Arboviruses have been associated with central and peripheral nervous system injuries, in special the flaviviruses. Guillain–Barré syndrome (GBS), transverse myelitis, meningoencephalitis, ophthalmological manifestations, and other neurological complications have been recently associated to Zika virus (ZIKV) infection. In this review, we aim to analyze the epidemiological aspects, possible pathophysiology, and what we have learned about the clinical and laboratory findings, as well as treatment of patients with ZIKV-associated neurological complications.

Recent findings

In the last decades, case series have suggested a possible link between flaviviruses and development of GBS. Recently, large outbreaks of ZIKV infection in Asia and the Americas have led to an increased incidence of GBS in these territories.

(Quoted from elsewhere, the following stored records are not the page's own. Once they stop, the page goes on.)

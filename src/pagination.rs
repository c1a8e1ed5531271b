//! Page-window arithmetic and page-number tokens for list views.
//!
//! Everything here is a pure function of `(current_page, per_page, total)`,
//! safe to call on every request.

use serde::{Serialize, Serializer};

/// Default number of rows shown on a list page.
pub const DEFAULT_ITEMS_PER_PAGE: usize = 20;

/// Page sizes a client may request. Anything else falls back to
/// [`DEFAULT_ITEMS_PER_PAGE`].
pub const ALLOWED_PAGE_SIZES: [usize; 4] = [10, 20, 50, 100];

/// Up to this many pages every page number is rendered.
const ALL_PAGES_THRESHOLD: usize = 7;

/// Width of the sliding window around the current page.
const WINDOW_SIZE: usize = 5;

/// Requested page and page size, before clamping against the row count.
#[derive(Debug, Clone, Copy, PartialEq, Eq)]
pub struct Pagination {
    pub page: usize,
    pub per_page: usize,
}

impl Pagination {
    pub fn new(page: usize, per_page: usize) -> Self {
        Self { page, per_page }
    }

    /// Resolves the requested page against the number of matching rows.
    pub fn window(&self, total: usize) -> PageWindow {
        PageWindow::new(self.page, self.per_page, total)
    }
}

/// A single entry of the page navigation bar.
#[derive(Debug, Clone, Copy, PartialEq, Eq)]
pub enum PageToken {
    Page(usize),
    Ellipsis,
}

impl Serialize for PageToken {
    fn serialize<S: Serializer>(&self, serializer: S) -> Result<S::Ok, S::Error> {
        match self {
            PageToken::Page(page) => serializer.serialize_u64(*page as u64),
            PageToken::Ellipsis => serializer.serialize_str("..."),
        }
    }
}

/// Row window of one page after clamping.
#[derive(Debug, Clone, Copy, PartialEq, Eq, Serialize)]
pub struct PageWindow {
    /// Current page, clamped to `[1, total_pages]`.
    pub page: usize,
    pub per_page: usize,
    pub total: usize,
    /// Never zero: an empty result still has one (empty) page.
    pub total_pages: usize,
    /// Number of rows preceding the current page.
    pub skip: usize,
}

impl PageWindow {
    pub fn new(current_page: usize, per_page: usize, total: usize) -> Self {
        let per_page = per_page.max(1);
        let total_pages = total.div_ceil(per_page).max(1);
        let page = current_page.clamp(1, total_pages);

        Self {
            page,
            per_page,
            total,
            total_pages,
            skip: (page - 1) * per_page,
        }
    }
}

/// Builds the compressed list of page numbers shown under a table.
///
/// Small page counts are listed in full. Larger ones always show the first
/// and last page plus a window of [`WINDOW_SIZE`] pages around the current
/// one; skipped ranges collapse into [`PageToken::Ellipsis`].
pub fn page_tokens(current_page: usize, total_pages: usize) -> Vec<PageToken> {
    let last_page = total_pages.max(1);
    let current_page = current_page.clamp(1, last_page);

    if last_page <= ALL_PAGES_THRESHOLD {
        return (1..=last_page).map(PageToken::Page).collect();
    }

    let half = WINDOW_SIZE / 2;
    let window_start = current_page
        .saturating_sub(half)
        .clamp(1, last_page + 1 - WINDOW_SIZE);
    let window_end = window_start + WINDOW_SIZE - 1;

    let mut pages = Vec::with_capacity(WINDOW_SIZE + 4);

    if window_start > 1 {
        pages.push(PageToken::Page(1));
        if window_start > 2 {
            pages.push(PageToken::Ellipsis);
        }
    }
    pages.extend((window_start..=window_end).map(PageToken::Page));
    if window_end < last_page {
        if window_end < last_page - 1 {
            pages.push(PageToken::Ellipsis);
        }
        pages.push(PageToken::Page(last_page));
    }

    pages
}

/// One page of items together with its navigation metadata.
#[derive(Debug, PartialEq, Serialize)]
pub struct Paginated<T> {
    pub items: Vec<T>,
    pub pages: Vec<PageToken>,
    pub page: usize,
    pub per_page: usize,
    pub total: usize,
    pub total_pages: usize,
}

impl<T> Paginated<T> {
    pub fn new(items: Vec<T>, window: PageWindow) -> Self {
        let pages = page_tokens(window.page, window.total_pages);

        Self {
            items,
            pages,
            page: window.page,
            per_page: window.per_page,
            total: window.total,
            total_pages: window.total_pages,
        }
    }

    /// An empty first page, used when the data source could not be read.
    pub fn empty(per_page: usize) -> Self {
        Self::new(Vec::new(), PageWindow::new(1, per_page, 0))
    }
}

Rapidly, several case reports and case series have reported an increase of all clinical forms and electrophysiological patterns of GBS, also including cases with associated central nervous system involvement. Finally, cases suggestive of acute transient polyneuritis, as well as acute and progressive postinfectious neuropathies associated to ZIKV infection have been reported, questioning the usually implicated mechanisms of neuronal injury.

Summary

The recent ZIKV outbreaks have triggered the occurrence of a myriad of neurological manifestations likely associated to this arbovirosis, in special GBS and its variants.